> **Source information**
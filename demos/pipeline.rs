//! # Example: Nightly ingest pipeline
//!
//! Builds a small tree of actions and runs a few copies through a dispatcher:
//!
//! ```text
//! Finally (cleanup even upon abort)
//! └── Sequence
//!     ├── Retry(fetch, backoff up to 3 retries)   fails twice, then succeeds
//!     ├── TimeLimited(transform, 500ms)
//!     └── Pause(50ms)
//! cleanup: "release lock"
//! ```
//!
//! Run with `cargo run --example pipeline`; every start/finish is logged to stdout.

use std::sync::Arc;
use std::sync::atomic::{AtomicU32, Ordering};
use std::time::Duration;

use actionvisor::{
    ActionError, ActionFn, ActionRef, BackoffPolicy, Dispatcher, DispatcherConfig, Finally,
    JitterPolicy, LogWriter, Monitor, Pause, Retry, Sequence, TimeLimited, monitors,
};

fn make_pipeline(n: u32) -> Result<ActionRef, ActionError> {
    let attempts = Arc::new(AtomicU32::new(0));
    let fetch = ActionFn::arc(format!("fetch-{n}"), move |ctx| {
        ctx.check_abort()?;
        if attempts.fetch_add(1, Ordering::SeqCst) < 2 {
            return Err(ActionError::msg("upstream not ready"));
        }
        Ok(())
    });

    let policy = BackoffPolicy {
        first: Duration::from_millis(20),
        max: Duration::from_millis(200),
        factor: 2.0,
        jitter: JitterPolicy::Equal,
    };

    let transform = ActionFn::arc(format!("transform-{n}"), |ctx| {
        std::thread::sleep(Duration::from_millis(30));
        ctx.check_abort()
    });

    let body = Sequence::from_actions([
        Retry::new(fetch, policy.retry_up_to(3))? as ActionRef,
        TimeLimited::new(transform, Duration::from_millis(500))? as ActionRef,
        Pause::new(Duration::from_millis(50)) as ActionRef,
    ])?;

    let cleanup = ActionFn::arc(format!("release-lock-{n}"), |_| Ok(()));
    let pipeline: ActionRef = Finally::new(body, cleanup, true)?;
    Ok(pipeline)
}

fn main() -> Result<(), ActionError> {
    tracing_subscriber::fmt()
        .with_max_level(tracing::Level::DEBUG)
        .init();

    let writer: Arc<dyn Monitor> = Arc::new(LogWriter::stdout());
    monitors::register(Arc::clone(&writer));

    let dispatcher = Dispatcher::builder(DispatcherConfig::with_pool_size(2))
        .with_monitors(vec![Arc::new(actionvisor::TraceMonitor)])
        .build()?;

    for n in 0..4 {
        dispatcher.dispatch(make_pipeline(n)?)?;
    }
    println!(
        "running: {}, queued: {}",
        dispatcher.running(),
        dispatcher.queued()
    );

    dispatcher.wait();
    monitors::unregister(&writer);
    Ok(())
}
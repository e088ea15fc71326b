use std::sync::Arc;
use std::sync::atomic::{AtomicUsize, Ordering};
use std::thread;
use std::time::{Duration, Instant};

use parking_lot::Mutex;

use actionvisor::{
    Action, ActionError, ActionExt, ActionFn, ActionRef, Dispatcher, DispatcherConfig, Monitor,
    Outcome, Parallel, Pause, Sequence, Signal, UsageError, WaitGroup, monitors,
};

const DAY: Duration = Duration::from_secs(24 * 60 * 60);

#[derive(Debug, thiserror::Error)]
#[error("disk {0} is full")]
struct DiskFull(u32);

/// Records finishes of a single action; the registry is process-wide.
struct Watch {
    id: u64,
    finished: Mutex<Vec<(Instant, Option<ActionError>)>>,
}

impl Watch {
    fn new(id: u64) -> Arc<Self> {
        Arc::new(Self {
            id,
            finished: Mutex::new(Vec::new()),
        })
    }
}

impl Monitor for Watch {
    fn on_starting(&self, _action: &dyn Action) {}

    fn on_finished(&self, action: &dyn Action, error: Option<&ActionError>) {
        if action.id() == self.id {
            self.finished.lock().push((Instant::now(), error.cloned()));
        }
    }
}

#[test]
fn test_blocking_execution_twice_in_a_row() {
    let runs = Arc::new(AtomicUsize::new(0));
    let r = Arc::clone(&runs);
    let action = ActionFn::arc("count", move |_| {
        r.fetch_add(1, Ordering::SeqCst);
        Ok(())
    });

    for expected in 1..=2 {
        action.sync_execute().unwrap();
        assert!(action.done_signal().is_signaled());
        assert_eq!(runs.load(Ordering::SeqCst), expected);
    }
}

#[test]
fn test_empty_composites_complete_off_thread() {
    let composites: [ActionRef; 2] = [Sequence::new(), Parallel::new(true)];
    for composite in composites {
        let seen = Arc::new(Mutex::new(None));
        let s = Arc::clone(&seen);
        composite
            .async_execute(move |outcome: Outcome| {
                *s.lock() = Some((outcome.as_label(), thread::current().id()));
            })
            .unwrap();

        assert!(composite.wait_timeout(Duration::from_secs(5)));
        let (label, thread_id) = seen.lock().take().unwrap();
        assert_eq!(label, "succeeded");
        assert_ne!(thread_id, thread::current().id());
    }
}

#[test]
fn test_abort_is_root_only() {
    let seq = Sequence::new();
    let child: ActionRef = Pause::new(Duration::from_millis(1));
    seq.add(Arc::clone(&child)).unwrap();

    let err = child.abort().unwrap_err();
    assert!(matches!(err, UsageError::NotRoot { .. }));

    // idle root: no-op, and the next execution starts clean
    seq.abort().unwrap();
    seq.sync_execute().unwrap();
}

#[test]
fn test_sequence_abort_reaches_child_before_done() {
    let first_done = Signal::new();
    let f = Arc::clone(&first_done);
    let pause = Pause::new(DAY);
    let seq = Sequence::from_actions([
        ActionFn::arc("fast", move |_| {
            f.set();
            Ok(())
        }) as ActionRef,
        pause.clone(),
    ])
    .unwrap();

    let pause_abort = pause.abort_signal();
    let seq_done = seq.done_signal();
    let slot = Arc::new(Mutex::new(None));
    let s = Arc::clone(&slot);
    seq.async_execute(move |outcome: Outcome| {
        *s.lock() = Some((outcome.as_label(), pause_abort.is_signaled(), seq_done.is_signaled()));
    })
    .unwrap();

    assert!(first_done.wait_timeout(Duration::from_secs(5)));
    seq.abort().unwrap();
    assert!(seq.wait_timeout(Duration::from_secs(5)));

    assert_eq!(*slot.lock(), Some(("aborted", true, false)));
}

#[test]
fn test_parallel_failure_aborts_sibling() {
    let pause = Pause::new(DAY);
    let watch = Watch::new(pause.id());
    let monitor: Arc<dyn Monitor> = watch.clone();
    monitors::register(Arc::clone(&monitor));

    let failed_at = Arc::new(Mutex::new(None));
    let at = Arc::clone(&failed_at);
    let parallel = Parallel::from_actions(
        true,
        [
            ActionFn::arc("write", move |_| {
                thread::sleep(Duration::from_millis(20));
                *at.lock() = Some(Instant::now());
                Err(ActionError::failed(DiskFull(3)))
            }) as ActionRef,
            pause.clone(),
        ],
    )
    .unwrap();

    let err = parallel.sync_execute().unwrap_err();
    monitors::unregister(&monitor);

    assert_eq!(err.downcast_ref::<DiskFull>().map(|e| e.0), Some(3));
    let finished = watch.finished.lock();
    assert_eq!(finished.len(), 1);
    let (pause_finished_at, error) = &finished[0];
    assert!(error.as_ref().is_some_and(ActionError::is_aborted));

    let failed_at = failed_at.lock().unwrap();
    assert!(pause_finished_at.duration_since(failed_at) < Duration::from_secs(2));
}

#[test]
fn test_wait_group_reports_first_signaled_index() {
    let (a, b) = (Signal::new(), Signal::new_signaled());
    let group = WaitGroup::from_signals([Arc::clone(&a), Arc::clone(&b)]);
    assert_eq!(group.wait_for_any(), Some(1));

    a.set();
    assert_eq!(group.wait_for_any(), Some(0));
    group.wait_for_all();
}

#[test]
fn test_dispatcher_bounds_and_drains() {
    #[derive(Default)]
    struct Tally(AtomicUsize);
    impl Monitor for Tally {
        fn on_starting(&self, _action: &dyn Action) {}
        fn on_finished(&self, _action: &dyn Action, error: Option<&ActionError>) {
            if error.is_some_and(ActionError::is_aborted) {
                self.0.fetch_add(1, Ordering::SeqCst);
            }
        }
    }

    let tally = Arc::new(Tally::default());
    let dispatcher = Dispatcher::builder(DispatcherConfig::with_pool_size(2))
        .with_monitors(vec![tally.clone()])
        .build()
        .unwrap();

    for _ in 0..5 {
        dispatcher.dispatch(Pause::new(DAY)).unwrap();
    }
    assert_eq!((dispatcher.running(), dispatcher.queued()), (2, 3));

    dispatcher.abort_and_wait();
    assert_eq!(tally.0.load(Ordering::SeqCst), 5);
    assert!(dispatcher.idle_signal().is_signaled());
}

#[test]
fn test_failure_keeps_concrete_type_across_threads() {
    let action = ActionFn::arc("write", |_| Err(ActionError::failed(DiskFull(7))));
    let slot = Arc::new(Mutex::new(None));
    let s = Arc::clone(&slot);
    action
        .async_execute(move |outcome: Outcome| *s.lock() = outcome.error())
        .unwrap();
    action.wait();

    let err = slot.lock().take().unwrap();
    assert_eq!(err.downcast_ref::<DiskFull>().map(|e| e.0), Some(7));
    assert_eq!(err.to_string(), "disk 7 is full");
}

> **Problem**
From the records above, quote only the lines running from the line with "use std::thread;" to the line with "let r = Arc::clone(&runs);", both lines included.

> **Solution to the exercise**
use std::thread;
use std::time::{Duration, Instant};

use parking_lot::Mutex;

use actionvisor::{
    Action, ActionError, ActionExt, ActionFn, ActionRef, Dispatcher, DispatcherConfig, Monitor,
    Outcome, Parallel, Pause, Sequence, Signal, UsageError, WaitGroup, monitors,
};

const DAY: Duration = Duration::from_secs(24 * 60 * 60);

#[derive(Debug, thiserror::Error)]
#[error("disk {0} is full")]
struct DiskFull(u32);

/// Records finishes of a single action; the registry is process-wide.
struct Watch {
    id: u64,
    finished: Mutex<Vec<(Instant, Option<ActionError>)>>,
}

impl Watch {
    fn new(id: u64) -> Arc<Self> {
        Arc::new(Self {
            id,
            finished: Mutex::new(Vec::new()),
        })
    }
}

impl Monitor for Watch {
    fn on_starting(&self, _action: &dyn Action) {}

    fn on_finished(&self, action: &dyn Action, error: Option<&ActionError>) {
        if action.id() == self.id {
            self.finished.lock().push((Instant::now(), error.cloned()));
        }
    }
}

#[test]
fn test_blocking_execution_twice_in_a_row() {
    let runs = Arc::new(AtomicUsize::new(0));
    let r = Arc::clone(&runs);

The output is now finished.